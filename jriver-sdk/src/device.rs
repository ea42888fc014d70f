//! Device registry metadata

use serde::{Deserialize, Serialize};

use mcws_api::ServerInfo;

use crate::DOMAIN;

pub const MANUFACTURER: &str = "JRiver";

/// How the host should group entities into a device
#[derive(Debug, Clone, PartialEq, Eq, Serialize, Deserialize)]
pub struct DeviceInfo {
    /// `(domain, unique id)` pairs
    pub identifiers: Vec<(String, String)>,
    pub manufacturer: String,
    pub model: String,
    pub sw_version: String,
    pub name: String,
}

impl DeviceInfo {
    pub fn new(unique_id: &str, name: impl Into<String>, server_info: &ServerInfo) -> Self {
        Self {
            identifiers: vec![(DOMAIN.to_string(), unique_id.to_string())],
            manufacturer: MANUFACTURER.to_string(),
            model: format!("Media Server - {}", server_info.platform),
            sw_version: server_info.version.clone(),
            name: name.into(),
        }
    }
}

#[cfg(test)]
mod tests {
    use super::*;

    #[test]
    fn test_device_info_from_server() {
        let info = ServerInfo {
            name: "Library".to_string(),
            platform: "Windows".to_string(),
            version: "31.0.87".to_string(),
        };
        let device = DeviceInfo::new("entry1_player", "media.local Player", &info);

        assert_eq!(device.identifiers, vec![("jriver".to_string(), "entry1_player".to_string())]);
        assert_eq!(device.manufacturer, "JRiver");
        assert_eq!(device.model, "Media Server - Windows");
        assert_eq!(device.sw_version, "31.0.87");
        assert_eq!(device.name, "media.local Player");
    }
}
★ ★ ★ ★
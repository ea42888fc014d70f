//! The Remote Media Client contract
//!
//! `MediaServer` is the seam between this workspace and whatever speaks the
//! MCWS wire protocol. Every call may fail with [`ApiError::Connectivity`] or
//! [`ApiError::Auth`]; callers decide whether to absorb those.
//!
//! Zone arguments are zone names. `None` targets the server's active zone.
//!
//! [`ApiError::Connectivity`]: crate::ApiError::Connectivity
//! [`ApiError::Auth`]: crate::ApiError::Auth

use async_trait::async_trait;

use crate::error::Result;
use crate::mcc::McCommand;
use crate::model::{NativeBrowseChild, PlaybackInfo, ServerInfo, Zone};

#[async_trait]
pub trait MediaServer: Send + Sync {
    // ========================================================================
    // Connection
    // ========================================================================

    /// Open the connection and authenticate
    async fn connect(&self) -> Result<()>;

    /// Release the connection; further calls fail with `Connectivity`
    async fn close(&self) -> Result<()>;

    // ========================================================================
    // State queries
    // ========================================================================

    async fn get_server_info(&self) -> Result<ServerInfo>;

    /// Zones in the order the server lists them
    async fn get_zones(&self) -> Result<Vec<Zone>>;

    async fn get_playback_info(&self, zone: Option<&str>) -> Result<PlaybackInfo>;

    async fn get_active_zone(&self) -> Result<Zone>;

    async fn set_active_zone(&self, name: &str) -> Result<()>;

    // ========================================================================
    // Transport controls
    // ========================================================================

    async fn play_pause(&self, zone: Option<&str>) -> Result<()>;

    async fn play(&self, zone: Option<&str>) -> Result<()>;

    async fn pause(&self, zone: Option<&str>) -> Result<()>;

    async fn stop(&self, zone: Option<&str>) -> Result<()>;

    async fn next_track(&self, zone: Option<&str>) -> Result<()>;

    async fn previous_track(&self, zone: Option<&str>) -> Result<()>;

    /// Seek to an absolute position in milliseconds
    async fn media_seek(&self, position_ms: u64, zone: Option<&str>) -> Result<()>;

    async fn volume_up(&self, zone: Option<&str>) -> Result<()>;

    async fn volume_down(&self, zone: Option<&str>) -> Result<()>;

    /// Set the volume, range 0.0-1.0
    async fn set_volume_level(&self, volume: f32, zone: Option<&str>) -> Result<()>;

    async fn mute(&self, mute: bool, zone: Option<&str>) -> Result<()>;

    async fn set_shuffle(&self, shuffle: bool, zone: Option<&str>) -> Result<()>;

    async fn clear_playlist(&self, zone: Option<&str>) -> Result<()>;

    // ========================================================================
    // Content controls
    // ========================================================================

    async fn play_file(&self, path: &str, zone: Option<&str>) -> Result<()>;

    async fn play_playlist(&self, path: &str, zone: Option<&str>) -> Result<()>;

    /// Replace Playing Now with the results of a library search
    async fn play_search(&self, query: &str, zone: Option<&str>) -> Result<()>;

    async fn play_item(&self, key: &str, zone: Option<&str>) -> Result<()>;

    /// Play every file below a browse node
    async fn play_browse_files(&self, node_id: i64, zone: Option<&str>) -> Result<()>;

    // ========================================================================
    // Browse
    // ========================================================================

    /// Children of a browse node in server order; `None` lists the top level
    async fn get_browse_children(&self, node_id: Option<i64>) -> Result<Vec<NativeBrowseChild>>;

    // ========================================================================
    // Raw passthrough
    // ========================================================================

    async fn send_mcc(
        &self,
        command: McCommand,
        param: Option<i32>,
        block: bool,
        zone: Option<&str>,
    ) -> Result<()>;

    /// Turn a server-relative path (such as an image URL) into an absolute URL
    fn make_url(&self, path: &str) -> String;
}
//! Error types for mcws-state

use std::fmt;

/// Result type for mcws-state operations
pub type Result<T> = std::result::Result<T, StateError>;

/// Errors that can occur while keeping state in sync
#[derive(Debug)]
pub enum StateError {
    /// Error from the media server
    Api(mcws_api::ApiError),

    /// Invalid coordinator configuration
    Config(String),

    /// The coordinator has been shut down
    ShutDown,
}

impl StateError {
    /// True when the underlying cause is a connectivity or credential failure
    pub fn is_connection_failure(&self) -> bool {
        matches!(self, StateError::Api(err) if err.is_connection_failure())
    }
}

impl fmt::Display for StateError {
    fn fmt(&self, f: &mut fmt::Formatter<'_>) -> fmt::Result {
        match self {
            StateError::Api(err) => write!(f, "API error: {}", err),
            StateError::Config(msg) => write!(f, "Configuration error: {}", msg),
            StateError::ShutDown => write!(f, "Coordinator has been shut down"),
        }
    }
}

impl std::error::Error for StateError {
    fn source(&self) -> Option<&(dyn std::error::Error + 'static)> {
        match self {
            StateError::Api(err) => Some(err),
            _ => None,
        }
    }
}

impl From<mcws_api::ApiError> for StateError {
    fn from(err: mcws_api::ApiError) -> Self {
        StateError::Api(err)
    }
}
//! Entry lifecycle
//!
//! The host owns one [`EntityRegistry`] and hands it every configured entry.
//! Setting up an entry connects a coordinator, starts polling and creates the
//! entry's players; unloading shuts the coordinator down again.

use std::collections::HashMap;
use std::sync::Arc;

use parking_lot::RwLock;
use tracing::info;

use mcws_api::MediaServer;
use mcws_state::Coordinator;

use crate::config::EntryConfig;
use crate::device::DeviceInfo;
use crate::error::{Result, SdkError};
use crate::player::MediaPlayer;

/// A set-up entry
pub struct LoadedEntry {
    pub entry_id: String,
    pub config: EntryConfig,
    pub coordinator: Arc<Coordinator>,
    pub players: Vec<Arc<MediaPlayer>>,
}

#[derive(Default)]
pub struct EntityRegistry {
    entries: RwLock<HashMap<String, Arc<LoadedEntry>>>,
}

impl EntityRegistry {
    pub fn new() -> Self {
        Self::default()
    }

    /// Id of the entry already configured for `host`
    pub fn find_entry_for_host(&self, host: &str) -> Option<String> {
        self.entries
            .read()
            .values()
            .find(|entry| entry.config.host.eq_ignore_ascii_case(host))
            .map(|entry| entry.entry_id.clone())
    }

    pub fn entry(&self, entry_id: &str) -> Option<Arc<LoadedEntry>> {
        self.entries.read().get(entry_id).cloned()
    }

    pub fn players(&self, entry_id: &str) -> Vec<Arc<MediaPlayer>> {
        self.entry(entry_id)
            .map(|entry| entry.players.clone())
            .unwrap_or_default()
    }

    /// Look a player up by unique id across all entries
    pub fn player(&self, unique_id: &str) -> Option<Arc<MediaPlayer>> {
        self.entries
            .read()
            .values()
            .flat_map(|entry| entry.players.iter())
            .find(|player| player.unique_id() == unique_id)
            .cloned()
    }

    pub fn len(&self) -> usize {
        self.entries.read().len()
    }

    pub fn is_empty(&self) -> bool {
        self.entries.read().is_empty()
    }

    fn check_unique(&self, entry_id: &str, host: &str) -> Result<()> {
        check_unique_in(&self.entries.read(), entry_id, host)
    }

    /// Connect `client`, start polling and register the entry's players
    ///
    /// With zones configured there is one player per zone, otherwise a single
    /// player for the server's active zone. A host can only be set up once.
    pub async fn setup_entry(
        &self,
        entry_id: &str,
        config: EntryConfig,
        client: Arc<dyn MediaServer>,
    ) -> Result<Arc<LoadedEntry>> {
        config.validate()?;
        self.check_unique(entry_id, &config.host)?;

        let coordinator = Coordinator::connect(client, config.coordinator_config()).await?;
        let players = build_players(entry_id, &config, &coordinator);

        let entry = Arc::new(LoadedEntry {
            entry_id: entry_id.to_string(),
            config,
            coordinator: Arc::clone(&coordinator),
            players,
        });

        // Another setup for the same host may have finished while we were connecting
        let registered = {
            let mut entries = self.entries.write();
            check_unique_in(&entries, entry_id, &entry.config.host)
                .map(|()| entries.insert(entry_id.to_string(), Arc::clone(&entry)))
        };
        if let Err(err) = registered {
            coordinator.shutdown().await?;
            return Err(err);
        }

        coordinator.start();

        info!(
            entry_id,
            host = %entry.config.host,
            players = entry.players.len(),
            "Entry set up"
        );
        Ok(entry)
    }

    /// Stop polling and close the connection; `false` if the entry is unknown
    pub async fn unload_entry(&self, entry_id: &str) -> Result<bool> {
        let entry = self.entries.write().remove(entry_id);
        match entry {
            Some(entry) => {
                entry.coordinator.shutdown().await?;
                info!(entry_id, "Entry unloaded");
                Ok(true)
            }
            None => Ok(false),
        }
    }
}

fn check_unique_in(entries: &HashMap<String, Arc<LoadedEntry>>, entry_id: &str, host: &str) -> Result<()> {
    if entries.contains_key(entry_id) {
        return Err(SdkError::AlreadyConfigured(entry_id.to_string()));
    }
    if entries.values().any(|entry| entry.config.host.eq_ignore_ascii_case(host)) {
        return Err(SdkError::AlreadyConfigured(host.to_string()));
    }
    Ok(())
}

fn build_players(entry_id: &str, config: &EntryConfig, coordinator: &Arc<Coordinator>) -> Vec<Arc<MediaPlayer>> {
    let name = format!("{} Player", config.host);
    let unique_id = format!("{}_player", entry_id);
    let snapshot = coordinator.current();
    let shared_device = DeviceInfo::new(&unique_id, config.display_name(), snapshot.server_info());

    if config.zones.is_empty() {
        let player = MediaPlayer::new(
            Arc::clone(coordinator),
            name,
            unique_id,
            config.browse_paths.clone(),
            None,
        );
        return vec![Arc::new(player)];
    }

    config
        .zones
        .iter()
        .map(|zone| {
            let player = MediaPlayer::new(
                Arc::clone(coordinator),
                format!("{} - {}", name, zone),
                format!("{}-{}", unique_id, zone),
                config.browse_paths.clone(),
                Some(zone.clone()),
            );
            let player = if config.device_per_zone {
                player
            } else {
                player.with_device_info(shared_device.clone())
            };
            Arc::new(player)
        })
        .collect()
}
★ ★ ★ ★
● **Instructions for the task**: Copy each line holding "bool" from the material above.

● **Solution for this exercise**:
    async fn mute(&self, mute: bool, zone: Option<&str>) -> Result<()>;
    async fn set_shuffle(&self, shuffle: bool, zone: Option<&str>) -> Result<()>;
        block: bool,
    pub fn is_connection_failure(&self) -> bool {
    pub fn is_empty(&self) -> bool {
    pub async fn unload_entry(&self, entry_id: &str) -> Result<bool> {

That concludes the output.